⟨

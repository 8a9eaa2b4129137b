//! Category-scoped incremental enrichment.
//!
//! One [`EnrichmentPipeline::process_category`] call walks a single category in
//! feed order and enriches at most `batch_cap` videos that have not been
//! enriched by an earlier run:
//!
//! 1. Resolve the category, failing with [`FeedError::InvalidCategory`].
//! 2. Load the processed-videos set (empty if missing or unreadable).
//! 3. For each video: derive its id, skip ids already processed, fetch
//!    metadata and captions concurrently, and drop videos the API does not
//!    know or that have no captions. Those stay unmarked so a later run can
//!    retry them.
//! 4. Merge each kept video, mark it processed, persist the set immediately,
//!    then pause for `item_delay` before the next one.
//!
//! Per-video failures are logged and skipped. Only persistence failures escape.

use crate::config::Settings;
use crate::error::{FeedError, Result};
use crate::models::{CategorizedVideos, EnhancedDataset, EnhancedVideo, ProcessedVideos, VideoRecord};
use crate::sources::{CaptionSource, MetadataSource};
use crate::tracker::ProcessedTracker;
use chrono::{SecondsFormat, Utc};
use std::convert::Infallible;
use std::fmt;
use std::str::FromStr;
use std::time::Duration;
use tokio::time::sleep;
use tracing::{debug, error, info, instrument, warn};

/// Which category of the dataset to enrich.
#[derive(Debug, Clone, PartialEq, Eq)]
pub enum CategorySelector {
    /// Position in feed order, starting at 0.
    Index(usize),
    /// Exact category name.
    Name(String),
}

impl FromStr for CategorySelector {
    type Err = Infallible;

    fn from_str(s: &str) -> std::result::Result<Self, Self::Err> {
        Ok(match s.parse::<usize>() {
            Ok(index) => CategorySelector::Index(index),
            Err(_) => CategorySelector::Name(s.to_string()),
        })
    }
}

impl fmt::Display for CategorySelector {
    fn fmt(&self, f: &mut fmt::Formatter<'_>) -> fmt::Result {
        match self {
            CategorySelector::Index(i) => write!(f, "index {i}"),
            CategorySelector::Name(name) => write!(f, "\"{name}\""),
        }
    }
}

/// Limits applied to every category run.
#[derive(Debug, Clone, Copy, PartialEq, Eq)]
pub struct EnrichOptions {
    /// Maximum newly enriched videos per call.
    pub batch_cap: usize,
    /// Pause after each successful enrichment.
    pub item_delay: Duration,
}

impl Default for EnrichOptions {
    fn default() -> Self {
        Self {
            batch_cap: 5,
            item_delay: Duration::from_millis(2000),
        }
    }
}

impl From<&Settings> for EnrichOptions {
    fn from(settings: &Settings) -> Self {
        Self {
            batch_cap: settings.batch_cap,
            item_delay: settings.item_delay(),
        }
    }
}

/// Everything one enrichment run needs, passed explicitly to each stage.
pub struct EnrichmentPipeline<'a, M, C> {
    dataset: &'a CategorizedVideos,
    tracker: ProcessedTracker,
    options: EnrichOptions,
    metadata: M,
    captions: C,
}

impl<'a, M, C> EnrichmentPipeline<'a, M, C>
where
    M: MetadataSource,
    C: CaptionSource,
{
    pub fn new(
        dataset: &'a CategorizedVideos,
        tracker: ProcessedTracker,
        options: EnrichOptions,
        metadata: M,
        captions: C,
    ) -> Self {
        Self {
            dataset,
            tracker,
            options,
            metadata,
            captions,
        }
    }

    pub fn dataset(&self) -> &'a CategorizedVideos {
        self.dataset
    }

    /// Resolve a selector to the category's name and videos.
    pub fn resolve(&self, selector: &CategorySelector) -> Result<(&'a str, &'a [VideoRecord])> {
        let dataset: &'a CategorizedVideos = self.dataset;
        let found = match selector {
            CategorySelector::Index(i) => dataset.get_index(*i),
            CategorySelector::Name(name) => dataset.get_key_value(name.as_str()),
        };
        found
            .map(|(name, videos)| (name.as_str(), videos.as_slice()))
            .ok_or_else(|| FeedError::InvalidCategory {
                selector: selector.to_string(),
                available: dataset.len(),
            })
    }

    /// Enrich up to `batch_cap` unprocessed videos of one category.
    ///
    /// The returned fragment always contains the category, possibly with an
    /// empty list.
    #[instrument(level = "info", skip(self), fields(category = tracing::field::Empty))]
    pub async fn process_category(&self, selector: &CategorySelector) -> Result<EnhancedDataset> {
        let (category, videos) = self.resolve(selector)?;
        tracing::Span::current().record("category", category);
        info!(videos = videos.len(), "Processing category");

        let mut processed = self.tracker.load().await;
        let mut enriched = Vec::new();

        for video in videos {
            if enriched.len() >= self.options.batch_cap {
                break;
            }

            let Some(video_id) = video.video_id() else {
                warn!(url = %video.url, "Invalid video URL");
                continue;
            };
            if processed.contains(&video_id) {
                debug!(%video_id, title = %video.title, "Skipping already processed video");
                continue;
            }

            let Some(enhanced) = self.enrich_video(video, &video_id).await else {
                continue;
            };
            enriched.push(enhanced);

            self.mark_processed(&mut processed, &video_id).await?;
            info!(%video_id, title = %video.title, "Successfully enhanced video");

            if !self.options.item_delay.is_zero() {
                sleep(self.options.item_delay).await;
            }
        }

        info!(enriched = enriched.len(), "Category done");
        let mut fragment = EnhancedDataset::new();
        fragment.insert(category.to_string(), enriched);
        Ok(fragment)
    }

    /// Fetch and merge one video; `None` means skip it and leave it unmarked.
    async fn enrich_video(&self, video: &VideoRecord, video_id: &str) -> Option<EnhancedVideo> {
        debug!(%video_id, title = %video.title, "Fetching details for video");
        let (details, captions) = futures::join!(
            self.metadata.fetch_details(video_id),
            self.captions.fetch_captions(video_id)
        );

        let details = match details {
            Ok(Some(details)) => details,
            Ok(None) => {
                warn!(%video_id, "No metadata for video; skipping");
                return None;
            }
            Err(e) => {
                error!(%video_id, title = %video.title, error = %e, "Error processing video");
                return None;
            }
        };

        if !details.content_details.has_captions() {
            debug!(%video_id, "Video has no captions; leaving it for a later run");
            return None;
        }

        Some(EnhancedVideo::merge(video, &details, captions))
    }

    async fn mark_processed(&self, processed: &mut ProcessedVideos, video_id: &str) -> Result<()> {
        let now = Utc::now().to_rfc3339_opts(SecondsFormat::Millis, true);
        processed.mark(video_id, now);
        self.tracker.save(processed).await
    }
}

⟩

Your objective => Reproduce exactly what is written in the listing above.

Written response =>
repository 8a9eaa2b4129137b
//! Category-scoped incremental enrichment.
//!
//! One [`EnrichmentPipeline::process_category`] call walks a single category in
//! feed order and enriches at most `batch_cap` videos that have not been
//! enriched by an earlier run:
//!
//! 1. Resolve the category, failing with [`FeedError::InvalidCategory`].
//! 2. Load the processed-videos set (empty if missing or unreadable).
//! 3. For each video: derive its id, skip ids already processed, fetch
//!    metadata and captions concurrently, and drop videos the API does not
//!    know or that have no captions. Those stay unmarked so a later run can
//!    retry them.
//! 4. Merge each kept video, mark it processed, persist the set immediately,
//!    then pause for `item_delay` before the next one.
//!
//! Per-video failures are logged and skipped. Only persistence failures escape.

use crate::config::Settings;
use crate::error::{FeedError, Result};
use crate::models::{CategorizedVideos, EnhancedDataset, EnhancedVideo, ProcessedVideos, VideoRecord};
use crate::sources::{CaptionSource, MetadataSource};
use crate::tracker::ProcessedTracker;
use chrono::{SecondsFormat, Utc};
use std::convert::Infallible;
use std::fmt;
use std::str::FromStr;
use std::time::Duration;
use tokio::time::sleep;
use tracing::{debug, error, info, instrument, warn};

/// Which category of the dataset to enrich.
#[derive(Debug, Clone, PartialEq, Eq)]
pub enum CategorySelector {
    /// Position in feed order, starting at 0.
    Index(usize),
    /// Exact category name.
    Name(String),
}

impl FromStr for CategorySelector {
    type Err = Infallible;

    fn from_str(s: &str) -> std::result::Result<Self, Self::Err> {
        Ok(match s.parse::<usize>() {
            Ok(index) => CategorySelector::Index(index),
            Err(_) => CategorySelector::Name(s.to_string()),
        })
    }
}

impl fmt::Display for CategorySelector {
    fn fmt(&self, f: &mut fmt::Formatter<'_>) -> fmt::Result {
        match self {
            CategorySelector::Index(i) => write!(f, "index {i}"),
            CategorySelector::Name(name) => write!(f, "\"{name}\""),
        }
    }
}

/// Limits applied to every category run.
#[derive(Debug, Clone, Copy, PartialEq, Eq)]
pub struct EnrichOptions {
    /// Maximum newly enriched videos per call.
    pub batch_cap: usize,
    /// Pause after each successful enrichment.
    pub item_delay: Duration,
}

impl Default for EnrichOptions {
    fn default() -> Self {
        Self {
            batch_cap: 5,
            item_delay: Duration::from_millis(2000),
        }
    }
}

impl From<&Settings> for EnrichOptions {
    fn from(settings: &Settings) -> Self {
        Self {
            batch_cap: settings.batch_cap,
            item_delay: settings.item_delay(),
        }
    }
}

/// Everything one enrichment run needs, passed explicitly to each stage.
pub struct EnrichmentPipeline<'a, M, C> {
    dataset: &'a CategorizedVideos,
    tracker: ProcessedTracker,
    options: EnrichOptions,
    metadata: M,
    captions: C,
}

impl<'a, M, C> EnrichmentPipeline<'a, M, C>
where
    M: MetadataSource,
    C: CaptionSource,
{
    pub fn new(
        dataset: &'a CategorizedVideos,
        tracker: ProcessedTracker,
        options: EnrichOptions,
        metadata: M,
        captions: C,
    ) -> Self {
        Self {
            dataset,
            tracker,
            options,
            metadata,
            captions,
        }
    }

    pub fn dataset(&self) -> &'a CategorizedVideos {
        self.dataset
    }

    /// Resolve a selector to the category's name and videos.
    pub fn resolve(&self, selector: &CategorySelector) -> Result<(&'a str, &'a [VideoRecord])> {
        let dataset: &'a CategorizedVideos = self.dataset;
        let found = match selector {
            CategorySelector::Index(i) => dataset.get_index(*i),
            CategorySelector::Name(name) => dataset.get_key_value(name.as_str()),
        };
        found
            .map(|(name, videos)| (name.as_str(), videos.as_slice()))
            .ok_or_else(|| FeedError::InvalidCategory {
                selector: selector.to_string(),
                available: dataset.len(),
            })
    }

    /// Enrich up to `batch_cap` unprocessed videos of one category.
    ///
    /// The returned fragment always contains the category, possibly with an
    /// empty list.
    #[instrument(level = "info", skip(self), fields(category = tracing::field::Empty))]
    pub async fn process_category(&self, selector: &CategorySelector) -> Result<EnhancedDataset> {
        let (category, videos) = self.resolve(selector)?;
        tracing::Span::current().record("category", category);
        info!(videos = videos.len(), "Processing category");

        let mut processed = self.tracker.load().await;
        let mut enriched = Vec::new();

        for video in videos {
            if enriched.len() >= self.options.batch_cap {
                break;
            }

            let Some(video_id) = video.video_id() else {
                warn!(url = %video.url, "Invalid video URL");
                continue;
            };
            if processed.contains(&video_id) {
                debug!(%video_id, title = %video.title, "Skipping already processed video");
                continue;
            }

            let Some(enhanced) = self.enrich_video(video, &video_id).await else {
                continue;
            };
            enriched.push(enhanced);

            self.mark_processed(&mut processed, &video_id).await?;
            info!(%video_id, title = %video.title, "Successfully enhanced video");

            if !self.options.item_delay.is_zero() {
                sleep(self.options.item_delay).await;
            }
        }

        info!(enriched = enriched.len(), "Category done");
        let mut fragment = EnhancedDataset::new();
        fragment.insert(category.to_string(), enriched);
        Ok(fragment)
    }

    /// Fetch and merge one video; `None` means skip it and leave it unmarked.
    async fn enrich_video(&self, video: &VideoRecord, video_id: &str) -> Option<EnhancedVideo> {
        debug!(%video_id, title = %video.title, "Fetching details for video");
        let (details, captions) = futures::join!(
            self.metadata.fetch_details(video_id),
            self.captions.fetch_captions(video_id)
        );

        let details = match details {
            Ok(Some(details)) => details,
            Ok(None) => {
                warn!(%video_id, "No metadata for video; skipping");
                return None;
            }
            Err(e) => {
                error!(%video_id, title = %video.title, error = %e, "Error processing video");
                return None;
            }
        };

        if !details.content_details.has_captions() {
            debug!(%video_id, "Video has no captions; leaving it for a later run");
            return None;
        }

        Some(EnhancedVideo::merge(video, &details, captions))
    }

    async fn mark_processed(&self, processed: &mut ProcessedVideos, video_id: &str) -> Result<()> {
        let now = Utc::now().to_rfc3339_opts(SecondsFormat::Millis, true);
        processed.mark(video_id, now);
        self.tracker.save(processed).await
    }
}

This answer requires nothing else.